The Saltpeter gets frozen since being acid; it burdens fluids which, because of their intense agitation, seize and make them precipitate in urines. Since the salts and sulfurs fill all the bodies, acids quickly fix and clog them.
Mineral Crystal, called Salt of Prunelle, page 289: crush two pounds of refined Saltpeter and put them into a crucible which you will place inside an oven on an intense fire. As soon as the Saltpeter melts, pour-over, at various times, one ounce of flowers of sulfur, and the matter will soon flame, and the more volatile spirits of Saltpeter will fly off: when most of the flames will lose power, the matter will remain melted and well bright. Take hold of the crucible helping yourself with pliers and overthrow it over a plain and clean bronze basin, which will be well heated before, to make sure that all humidity has gone: turn the basin to spread the salt while cooling; this is called Salt de Prunelle.
It is crucial to have it well pure, making it melt in a suitable volume of water, filtering the dissolution, and letting it crystallize, as we have already said about the purification of Saltpeter.
It is said to be better than refined Saltpeter as a medicine because of the presence of sulfur inside ( usage and dosage on the original page 290).Page 291. Notes: This preparation is called salt or stone de Prunelle or blackthorn, either because the salt extracted from blackthorns has little by little the same virtue and shape of the mineral crystal or because it is prescribed in case of hot fevers, whose heat is comparable to a red hot piece of coal, which is called Pruna. German people give it the shape of a blackthorn tinted in red with roses.

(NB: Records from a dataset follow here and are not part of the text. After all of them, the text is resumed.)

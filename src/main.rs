//! Facilitator HTTP entrypoint.
//!
//! Launches an Axum server exposing:
//! - the facilitator protocol surface: `GET /health`, `GET /v2/supported`,
//!   `POST /v2/verify`, `POST /v2/settle`;
//! - the wallet session surface: `POST /v2/session/challenge`,
//!   `POST /v2/session/verify`, `GET /v2/session`, `POST /v2/session/refresh`;
//! - one payment-gated demo route, `POST /v2/paid/echo`, wrapped in the
//!   [`x402_aa::gate::PaymentGate`] layer.
//!
//! Environment:
//! - `.env` values loaded at startup
//! - `HOST`, `PORT` control binding address
//! - `SETTLEMENT_MODE` selects the backend (`demo` | `chain` | `remote`)

use axum::http::Method;
use axum::response::IntoResponse;
use axum::routing::post;
use axum::{Json, Router};
use dotenvy::dotenv;
use std::net::SocketAddr;
use std::sync::Arc;
use tower_http::cors;

use x402_aa::challenge::ChallengeIssuer;
use x402_aa::chain::ChainSettlement;
use x402_aa::clock::{Clock, SystemClock};
use x402_aa::config::{Config, SettlementConfig};
use x402_aa::facilitator_client::FacilitatorClient;
use x402_aa::gate::{GatePricing, PaymentGate};
use x402_aa::handlers::{self, FacilitatorState};
use x402_aa::ledger::{IdentityLinks, InMemoryIdentityLinks, InMemoryLedger, PaymentLedger};
use x402_aa::probe::CapabilityProbe;
use x402_aa::session::TokenIssuer;
use x402_aa::session_handlers::{self, SessionState};
use x402_aa::settlement::{DemoSettlement, SettlementClient};
use x402_aa::telemetry;
use x402_aa::types::Scheme;

#[tokio::main]
async fn main() -> Result<(), Box<dyn std::error::Error>> {
    dotenv().ok();
    telemetry::init();

    let config = Config::from_env()?;
    let clock: Arc<dyn Clock> = Arc::new(SystemClock);

    let settlement: Arc<dyn SettlementClient> = match &config.settlement {
        SettlementConfig::Demo => Arc::new(DemoSettlement::new(clock.clone())),
        SettlementConfig::Chain {
            rpc_url,
            network,
            expected_chain_id,
            signer,
            confirmations,
            rpc_timeout,
        } => Arc::new(ChainSettlement::new(
            rpc_url,
            *network,
            *expected_chain_id,
            signer.clone(),
            *confirmations,
            *rpc_timeout,
        )),
        SettlementConfig::Remote {
            facilitator_url,
            timeout,
        } => Arc::new(FacilitatorClient::new(facilitator_url.clone(), *timeout)?),
    };

    let probe = Arc::new(CapabilityProbe::new(settlement.clone(), config.probe_ttl));
    let challenges = Arc::new(ChallengeIssuer::new(clock.clone(), config.challenge_ttl));
    let tokens = Arc::new(TokenIssuer::new(
        &config.jwt_secret,
        clock.clone(),
        config.access_ttl,
        config.refresh_ttl,
    ));
    let ledger: Arc<dyn PaymentLedger> = Arc::new(match config.gate.budget {
        Some(budget) => InMemoryLedger::with_budget(budget),
        None => InMemoryLedger::new(),
    });
    let identity: Arc<dyn IdentityLinks> = Arc::new(InMemoryIdentityLinks::new());

    let gate = PaymentGate::new(
        settlement.clone(),
        ledger,
        identity,
        tokens.clone(),
        clock,
        GatePricing {
            scheme: Scheme::GokiteAa,
            network: config.gate.network,
            asset: config.gate.asset,
            pay_to: config.gate.pay_to,
            max_amount_required: config.gate.price,
        },
    );
    let paid_routes = Router::new()
        .route("/v2/paid/echo", post(paid_echo))
        .layer(gate.into_layer());

    let facilitator_state = Arc::new(FacilitatorState { settlement, probe });
    let session_state = Arc::new(SessionState { challenges, tokens });

    let app = Router::new()
        .merge(handlers::routes(facilitator_state))
        .merge(session_handlers::routes(session_state))
        .merge(paid_routes)
        .layer(telemetry::http_tracing())
        .layer(
            cors::CorsLayer::new()
                .allow_origin(cors::Any)
                .allow_methods([Method::GET, Method::POST])
                .allow_headers(cors::Any),
        );

    let addr = SocketAddr::new(config.host, config.port);
    tracing::info!("Starting server at http://{}", addr);

    let listener = tokio::net::TcpListener::bind(addr).await?;
    axum::serve(listener, app)
        .with_graceful_shutdown(async {
            let _ = tokio::signal::ctrl_c().await;
            tracing::info!("shutdown signal received");
        })
        .await?;

    Ok(())
}

/// Demo priced resource: echoes the request body back once payment clears.
async fn paid_echo(Json(body): Json<serde_json::Value>) -> impl IntoResponse {
    Json(serde_json::json!({ "echo": body }))
}
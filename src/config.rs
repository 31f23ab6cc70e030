//! Configuration for the facilitator server, loaded from environment variables.
//!
//! `.env` values are loaded by the entrypoint before this module reads anything.
//! The settlement backend is selected by `SETTLEMENT_MODE`:
//!
//! - `demo` — deterministic in-process settlement, no further configuration;
//! - `chain` — requires `RPC_URL` and `EXPECTED_CHAIN_ID`; `PRIVATE_KEY` is
//!   optional (verification works without it, settlement does not);
//! - `remote` — requires `FACILITATOR_URL`.

use alloy::signers::local::PrivateKeySigner;
use std::env;
use std::net::IpAddr;
use std::str::FromStr;
use std::time::Duration;
use url::Url;

use crate::challenge::random_hex;
use crate::types::{EvmAddress, Network, TokenAmount};

const ENV_HOST: &str = "HOST";
const ENV_PORT: &str = "PORT";
const ENV_SETTLEMENT_MODE: &str = "SETTLEMENT_MODE";
const ENV_NETWORK: &str = "NETWORK";
const ENV_RPC_URL: &str = "RPC_URL";
const ENV_EXPECTED_CHAIN_ID: &str = "EXPECTED_CHAIN_ID";
const ENV_PRIVATE_KEY: &str = "PRIVATE_KEY";
const ENV_CONFIRMATIONS: &str = "CONFIRMATIONS";
const ENV_RPC_TIMEOUT_MS: &str = "RPC_TIMEOUT_MS";
const ENV_FACILITATOR_URL: &str = "FACILITATOR_URL";
const ENV_JWT_SECRET: &str = "JWT_SECRET";
const ENV_CHALLENGE_TTL_SECS: &str = "CHALLENGE_TTL_SECS";
const ENV_ACCESS_TTL_SECS: &str = "ACCESS_TTL_SECS";
const ENV_REFRESH_TTL_SECS: &str = "REFRESH_TTL_SECS";
const ENV_PROBE_TTL_SECS: &str = "PROBE_TTL_SECS";
const ENV_GATE_ASSET: &str = "GATE_ASSET";
const ENV_GATE_PAY_TO: &str = "GATE_PAY_TO";
const ENV_GATE_PRICE: &str = "GATE_PRICE";
const ENV_GATE_BUDGET: &str = "GATE_BUDGET";

#[derive(Debug, thiserror::Error)]
pub enum ConfigError {
    #[error("env {0} not set")]
    Missing(&'static str),
    #[error("env {key} is invalid: {reason}")]
    Invalid { key: &'static str, reason: String },
}

/// Settlement backend selection.
#[derive(Clone)]
pub enum SettlementConfig {
    Demo,
    Chain {
        rpc_url: Url,
        network: Network,
        expected_chain_id: u64,
        signer: Option<PrivateKeySigner>,
        confirmations: u64,
        rpc_timeout: Duration,
    },
    Remote {
        facilitator_url: Url,
        timeout: Duration,
    },
}

/// Pricing of the built-in gated demo route.
#[derive(Debug, Clone)]
pub struct GateConfig {
    pub network: Network,
    pub asset: EvmAddress,
    pub pay_to: EvmAddress,
    pub price: TokenAmount,
    pub budget: Option<TokenAmount>,
}

/// Fully resolved server configuration.
pub struct Config {
    pub host: IpAddr,
    pub port: u16,
    pub network: Network,
    pub settlement: SettlementConfig,
    pub jwt_secret: Vec<u8>,
    pub challenge_ttl: Duration,
    pub access_ttl: Duration,
    pub refresh_ttl: Duration,
    pub probe_ttl: Duration,
    pub gate: GateConfig,
}

impl Config {
    /// Reads configuration from the environment.
    pub fn from_env() -> Result<Self, ConfigError> {
        let host = parse_or(ENV_HOST, IpAddr::from([0, 0, 0, 0]))?;
        let port = parse_or(ENV_PORT, 8402u16)?;
        let network = parse_or(ENV_NETWORK, Network::KiteTestnet)?;

        let settlement = match env::var(ENV_SETTLEMENT_MODE).as_deref() {
            Err(_) | Ok("demo") => SettlementConfig::Demo,
            Ok("chain") => {
                let rpc_url = require_parsed::<Url>(ENV_RPC_URL)?;
                let expected_chain_id = match env::var(ENV_EXPECTED_CHAIN_ID) {
                    Ok(raw) => raw.parse::<u64>().map_err(|e| ConfigError::Invalid {
                        key: ENV_EXPECTED_CHAIN_ID,
                        reason: e.to_string(),
                    })?,
                    Err(_) => network.chain_id(),
                };
                let signer = match env::var(ENV_PRIVATE_KEY) {
                    Ok(raw) => Some(PrivateKeySigner::from_str(raw.trim()).map_err(|e| {
                        ConfigError::Invalid {
                            key: ENV_PRIVATE_KEY,
                            reason: e.to_string(),
                        }
                    })?),
                    Err(_) => None,
                };
                let confirmations = parse_or(ENV_CONFIRMATIONS, 1u64)?;
                let rpc_timeout = Duration::from_millis(parse_or(ENV_RPC_TIMEOUT_MS, 10_000u64)?);
                SettlementConfig::Chain {
                    rpc_url,
                    network,
                    expected_chain_id,
                    signer,
                    confirmations,
                    rpc_timeout,
                }
            }
            Ok("remote") => {
                let facilitator_url = require_parsed::<Url>(ENV_FACILITATOR_URL)?;
                let timeout = Duration::from_millis(parse_or(ENV_RPC_TIMEOUT_MS, 10_000u64)?);
                SettlementConfig::Remote {
                    facilitator_url,
                    timeout,
                }
            }
            Ok(other) => {
                return Err(ConfigError::Invalid {
                    key: ENV_SETTLEMENT_MODE,
                    reason: format!("unknown mode {other}, expected demo|chain|remote"),
                });
            }
        };

        let jwt_secret = match env::var(ENV_JWT_SECRET) {
            Ok(secret) => secret.into_bytes(),
            Err(_) => {
                tracing::warn!(
                    "env {ENV_JWT_SECRET} not set, using a process-local random secret; \
                     sessions will not survive a restart"
                );
                random_hex(32).into_bytes()
            }
        };

        let challenge_ttl = Duration::from_secs(parse_or(ENV_CHALLENGE_TTL_SECS, 300u64)?);
        let access_ttl = Duration::from_secs(parse_or(ENV_ACCESS_TTL_SECS, 900u64)?);
        let refresh_ttl = Duration::from_secs(parse_or(ENV_REFRESH_TTL_SECS, 86_400u64)?);
        let probe_ttl = Duration::from_secs(parse_or(ENV_PROBE_TTL_SECS, 30u64)?);

        let gate = GateConfig {
            network,
            asset: require_parsed::<EvmAddress>(ENV_GATE_ASSET)?,
            pay_to: require_parsed::<EvmAddress>(ENV_GATE_PAY_TO)?,
            price: require_parsed::<TokenAmount>(ENV_GATE_PRICE)?,
            budget: match env::var(ENV_GATE_BUDGET) {
                Ok(raw) => Some(raw.parse::<TokenAmount>().map_err(|e| {
                    ConfigError::Invalid {
                        key: ENV_GATE_BUDGET,
                        reason: e.to_string(),
                    }
                })?),
                Err(_) => None,
            },
        };

        Ok(Config {
            host,
            port,
            network,
            settlement,
            jwt_secret,
            challenge_ttl,
            access_ttl,
            refresh_ttl,
            probe_ttl,
            gate,
        })
    }
}

fn parse_or<T>(key: &'static str, default: T) -> Result<T, ConfigError>
where
    T: FromStr,
    T::Err: std::fmt::Display,
{
    match env::var(key) {
        Ok(raw) => raw.trim().parse::<T>().map_err(|e| ConfigError::Invalid {
            key,
            reason: e.to_string(),
        }),
        Err(_) => Ok(default),
    }
}

fn require_parsed<T>(key: &'static str) -> Result<T, ConfigError>
where
    T: FromStr,
    T::Err: std::fmt::Display,
{
    let raw = env::var(key).map_err(|_| ConfigError::Missing(key))?;
    raw.trim().parse::<T>().map_err(|e| ConfigError::Invalid {
        key,
        reason: e.to_string(),
    })
}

The ancients believed that it would be necessary to throw some flowers of Sulphur on the melted Saltpeter to make it more aperitif. Still, in so doing, depriving it of its spirits more penetrating than the sulfur raised with it; in this way, instead of making it more open and efficacious, it is denied to release its best.

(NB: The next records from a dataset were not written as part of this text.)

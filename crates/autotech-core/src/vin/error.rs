//! VIN decoding errors

use thiserror::Error;

/// Errors that can occur while decoding a VIN
#[derive(Error, Debug)]
pub enum VinError {
    /// Input shorter than [`super::MIN_VIN_LENGTH`]
    #[error("VIN too short: need at least {min} characters, got {actual}")]
    TooShort {
        /// Required length
        min: usize,
        /// Characters supplied
        actual: usize,
    },

    /// Configured base URL cannot take a path segment
    #[error("Invalid VIN API URL: {0}")]
    InvalidBaseUrl(String),

    /// Transport failure
    #[error("HTTP error: {0}")]
    Http(#[from] reqwest::Error),

    /// Non-success HTTP status
    #[error("VIN API error: {0}")]
    Status(reqwest::StatusCode),

    /// Response body without a `Results` array
    #[error("VIN API response has no results")]
    NoResults,

    /// Body is not the expected JSON
    #[error("Invalid VIN API response: {0}")]
    Json(#[from] serde_json::Error),
}

impl VinError {
    /// Short text for the notification banner
    pub fn user_message(&self) -> &'static str {
        match self {
            VinError::TooShort { .. } => "Please enter a valid VIN.",
            _ => "VIN decode failed.",
        }
    }
}
//! Tire overall diameter and circumference from a metric size (e.g. 225/45R17)

use std::f64::consts::PI;

use serde::Serialize;

use super::{field, fixed, CalcResult};
use crate::unit_conversion::mm_to_inches;

/// Text fields of the tire size calculator
#[derive(Debug, Clone, Default, PartialEq, Eq)]
pub struct TireInputs {
    /// Section width in millimeters
    pub width: String,
    /// Aspect ratio in percent
    pub aspect_ratio: String,
    /// Wheel diameter in inches
    pub wheel_diameter: String,
}

/// Tire geometry in inches
#[derive(Debug, Clone, PartialEq, Eq, Serialize)]
pub struct TireEstimate {
    /// Wheel diameter plus both sidewalls
    pub overall_diameter: CalcResult,
    /// Derived from the displayed (rounded) diameter
    pub circumference: CalcResult,
}

impl TireInputs {
    /// Build from raw field values
    pub fn new(width: &str, aspect_ratio: &str, wheel_diameter: &str) -> Self {
        Self {
            width: width.to_string(),
            aspect_ratio: aspect_ratio.to_string(),
            wheel_diameter: wheel_diameter.to_string(),
        }
    }

    /// Evaluate; absent unless all three fields parse
    pub fn evaluate(&self) -> TireEstimate {
        let overall = match (
            field(&self.width),
            field(&self.aspect_ratio),
            field(&self.wheel_diameter),
        ) {
            (Some(width), Some(aspect), Some(wheel)) => {
                let sidewall_in = mm_to_inches(width * (aspect / 100.0) * 2.0);
                Some(fixed(sidewall_in + wheel, 2))
            }
            _ => None,
        };

        let circumference = overall
            .as_deref()
            .and_then(field)
            .map(|diameter| fixed(diameter * PI, 2));

        TireEstimate {
            overall_diameter: overall.into(),
            circumference: circumference.into(),
        }
    }
}
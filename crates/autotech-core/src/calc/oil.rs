//! Oil-change interval estimator

use serde::Serialize;
use std::fmt;

use super::{field, CalcResult};

/// Text fields of the oil-change estimator
#[derive(Debug, Clone, Default, PartialEq, Eq)]
pub struct OilChangeInputs {
    /// Odometer reading at the last oil change
    pub last_change: String,
    /// Current odometer reading
    pub current: String,
    /// Recommended interval in miles
    pub interval: String,
}

/// Distance left until the next change
#[derive(Debug, Clone, PartialEq, Eq, Serialize)]
#[serde(rename_all = "lowercase", tag = "state", content = "miles")]
pub enum OilChangeCountdown {
    /// Miles left, formatted (zero included)
    Remaining(String),
    /// The due mileage has been passed
    Overdue,
}

impl fmt::Display for OilChangeCountdown {
    fn fmt(&self, f: &mut fmt::Formatter<'_>) -> fmt::Result {
        match self {
            OilChangeCountdown::Remaining(miles) => write!(f, "{miles} miles left"),
            OilChangeCountdown::Overdue => f.write_str("OVERDUE!"),
        }
    }
}

/// Next change mileage plus the countdown to it
#[derive(Debug, Clone, PartialEq, Eq, Serialize)]
pub struct OilChangeEstimate {
    /// last change + interval
    pub next_due: CalcResult,
    /// Only present when `next_due` is and the current reading parses
    pub countdown: Option<OilChangeCountdown>,
}

impl OilChangeInputs {
    /// Build from raw field values
    pub fn new(last_change: &str, current: &str, interval: &str) -> Self {
        Self {
            last_change: last_change.to_string(),
            current: current.to_string(),
            interval: interval.to_string(),
        }
    }

    /// Evaluate the due mileage and countdown
    pub fn evaluate(&self) -> OilChangeEstimate {
        let next_due = field(&self.last_change)
            .zip(field(&self.interval))
            .map(|(last, interval)| last + interval);

        let countdown = next_due.zip(field(&self.current)).map(|(next, current)| {
            let remaining = next - current;
            if remaining < 0.0 {
                OilChangeCountdown::Overdue
            } else {
                OilChangeCountdown::Remaining(format_miles(remaining))
            }
        });

        OilChangeEstimate {
            next_due: next_due.map(format_miles).into(),
            countdown,
        }
    }
}

/// Shortest round-trip rendering: `103000`, `103000.5`
fn format_miles(miles: f64) -> String {
    if miles == 0.0 {
        return "0".to_string();
    }
    format!("{miles}")
}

It is easy to see this lousy purpose being one of those abating the sake of chemical medicine, failing to discover the composition of natural things instead of merely giving correctives. So I would recommend simply serving refined Saltpeter purified from its salt fixed three or four different times; as we have written, I assure you from my so frequent experience that it is far better than when prepared with sulfur.
Page 292. Salt Polichreste: Powder and mix equal parts of Saltpeter and common sulfur. Throw about one ounce of this mixture in a good crucible, which has previously been made red hot; it will be a considerable flame that is being passed; throw inside again the same amount of matter and go on like that till all your mixture is employed. Go on with the fire another four and five hours; take care that the crucible is always red hot, then overthrow the crucible on a bronze platter well dried at the fire. Then the matter is cooled down, get it powdered, and make it melt in a suitable volume of water; filter the dissolution and have it evaporated in an earthen or glass basin at a sand fire: you will have a very pure Salt Polichreste. What will remain in the filter must be rejected as useless. Use ad dosage on the original page.